In certain applications, detailed imagery of large and expansive
surfaces may be needed. These applications may include geographic satellite
mapping, for example, where imagery of portions of the Earth's surface are
gathered
via satellite. A typical approach for displaying the expansive data in these
applications is a mosaic image. The typical mosaic image may be formed by
several
smaller sized images. Before production of the mosaic image, each of the
smaller
images is typically registered between each other to determine their relative
position.
A typical problem encountered in mosaic images is shadowing of the
subject geographical area. For example, in optical satellite imagery, the data
collected
is based upon reflected light from the sun. In applications where the
geographical
area includes significant urban development, for example, high rise buildings,
etc., the
mosaic image may include significant shadow portions where the return data is
less
than desirable.
Since the typical application of optical satellite imagery may be
expansive and include a large number of images, there are several automated
approaches to detecting shadow portions in the images for subsequent
compensation.
For example, the shadows may be detected using edge finding techniques,
contrast
detection techniques, heuristic based techniques, and statistical techniques
that use
background estimation based upon decomposition of color changes.
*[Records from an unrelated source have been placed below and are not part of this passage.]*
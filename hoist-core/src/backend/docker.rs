//! Docker CLI backend.
//!
//! Drives the host `docker` binary. Builds, pushes and loads stream their
//! progress to the pipeline's output sink; queries capture stdout.

use super::process::{self, find_binary, search_path};
use super::{
    BackendClient, BackendConnector, BackendError, BackendResult, ImageBuildOptions, OutputSink,
    ServerVersion,
};
use async_trait::async_trait;
use std::path::{Path, PathBuf};
use std::sync::atomic::{AtomicBool, Ordering};
use tokio::process::Command;
use tokio_util::sync::CancellationToken;
use tracing::{debug, info, instrument};

/// Environment variable overriding the docker binary location.
pub const DOCKER_BINARY_ENV: &str = "HOIST_DOCKER";

/// Backend client driving the `docker` command line.
pub struct DockerCli {
    binary_path: PathBuf,
    closed: AtomicBool,
}

impl DockerCli {
    /// Create a client, auto-detecting the docker binary.
    pub fn new() -> BackendResult<Self> {
        let binary_path =
            find_binary("docker", DOCKER_BINARY_ENV).ok_or_else(|| BackendError::BinaryNotFound {
                binary: "docker".to_string(),
                hint: format!("Install Docker or set {} to its path", DOCKER_BINARY_ENV),
            })?;
        Ok(Self::with_path(binary_path))
    }

    /// Create a client using a specific docker binary.
    pub fn with_path(binary_path: PathBuf) -> Self {
        Self { binary_path, closed: AtomicBool::new(false) }
    }

    fn command(&self) -> Command {
        Command::new(&self.binary_path)
    }

    /// Arguments for `docker build`.
    pub fn build_args(options: &ImageBuildOptions) -> Vec<String> {
        let mut args = vec!["build".to_string()];
        for tag in &options.tags {
            args.push("--tag".to_string());
            args.push(tag.clone());
        }
        // A relative Dockerfile path is resolved against the context, not the cwd.
        args.push("--file".to_string());
        args.push(options.context_path.join(&options.dockerfile).to_string_lossy().to_string());
        for (name, value) in &options.build_args {
            args.push("--build-arg".to_string());
            match value {
                Some(value) => args.push(format!("{}={}", name, value)),
                None => args.push(name.clone()),
            }
        }
        for image in &options.cache_from {
            args.push("--cache-from".to_string());
            args.push(image.clone());
        }
        args.push(options.context_path.to_string_lossy().to_string());
        args
    }
}

#[async_trait]
impl BackendClient for DockerCli {
    #[instrument(skip_all, fields(tags = ?options.tags))]
    async fn build(
        &self,
        cancel: &CancellationToken,
        options: &ImageBuildOptions,
        out: OutputSink<'_>,
    ) -> BackendResult<()> {
        let mut command = self.command();
        command.args(Self::build_args(options));
        process::run(command, cancel, Some(out)).await?;
        Ok(())
    }

    #[instrument(skip(self, cancel))]
    async fn digest(&self, cancel: &CancellationToken, tag: &str) -> BackendResult<String> {
        let mut command = self.command();
        command.args(["image", "inspect", "--format", "{{.Id}}", tag]);
        let output = process::run(command, cancel, None).await?;
        let digest = output.lines().next().unwrap_or_default().trim().to_string();
        debug!(digest = %digest, "Resolved image digest");
        Ok(digest)
    }

    #[instrument(skip(self, cancel))]
    async fn tag(
        &self,
        cancel: &CancellationToken,
        source: &str,
        target: &str,
    ) -> BackendResult<()> {
        let mut command = self.command();
        command.args(["tag", source, target]);
        process::run(command, cancel, None).await?;
        Ok(())
    }

    #[instrument(skip(self, cancel, out))]
    async fn push(
        &self,
        cancel: &CancellationToken,
        tag: &str,
        out: OutputSink<'_>,
    ) -> BackendResult<()> {
        let mut command = self.command();
        command.args(["push", tag]);
        process::run(command, cancel, Some(out)).await?;
        Ok(())
    }

    #[instrument(skip(self, cancel, out))]
    async fn load_image(
        &self,
        cancel: &CancellationToken,
        tarball: &Path,
        out: OutputSink<'_>,
    ) -> BackendResult<()> {
        let mut command = self.command();
        command.arg("load").arg("--input").arg(tarball);
        process::run(command, cancel, Some(out)).await?;
        Ok(())
    }

    async fn server_version(&self, cancel: &CancellationToken) -> BackendResult<ServerVersion> {
        let mut command = self.command();
        command.args(["version", "--format", "{{json .Server}}"]);
        let output = process::run(command, cancel, None).await?;
        serde_json::from_str(output.trim()).map_err(|e| BackendError::InvalidOutput {
            command: "docker version".to_string(),
            reason: e.to_string(),
        })
    }

    fn close(&self) {
        if !self.closed.swap(true, Ordering::SeqCst) {
            debug!(binary = %self.binary_path.display(), "Docker client closed");
        }
    }
}

/// Connector producing `DockerCli` clients.
#[derive(Debug, Clone, Default)]
pub struct DockerConnector {
    /// Explicit docker binary; auto-detected when unset
    pub binary_path: Option<PathBuf>,
}

#[async_trait]
impl BackendConnector for DockerConnector {
    async fn connect(&self) -> BackendResult<Box<dyn BackendClient>> {
        let client = match &self.binary_path {
            Some(path) => DockerCli::with_path(resolve(path)?),
            None => DockerCli::new()?,
        };
        info!(binary = %client.binary_path.display(), "Using docker CLI backend");
        Ok(Box::new(client))
    }
}

/// Accept either a path to the binary or a bare name looked up on `PATH`.
fn resolve(path: &Path) -> BackendResult<PathBuf> {
    let bare = path.components().count() == 1 && path.parent() == Some(Path::new(""));
    let resolved = if bare { search_path(path) } else { path.is_file().then(|| path.to_path_buf()) };
    resolved.ok_or_else(|| BackendError::BinaryNotFound {
        binary: path.display().to_string(),
        hint: "Check the configured docker path".to_string(),
    })
}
Typical approaches to compensating for detected shadow portions in
applications of optical satellite imagery may include, for example, manual
approaches
where the user adjusts shadowed portions of the image using image manipulation
software, and wholesale adjustment of image brightness and contrast. A
potential
drawback to some of these approaches is that they may affect the data of the
entire
image, i.e. they change portions of the image that are not shadowed.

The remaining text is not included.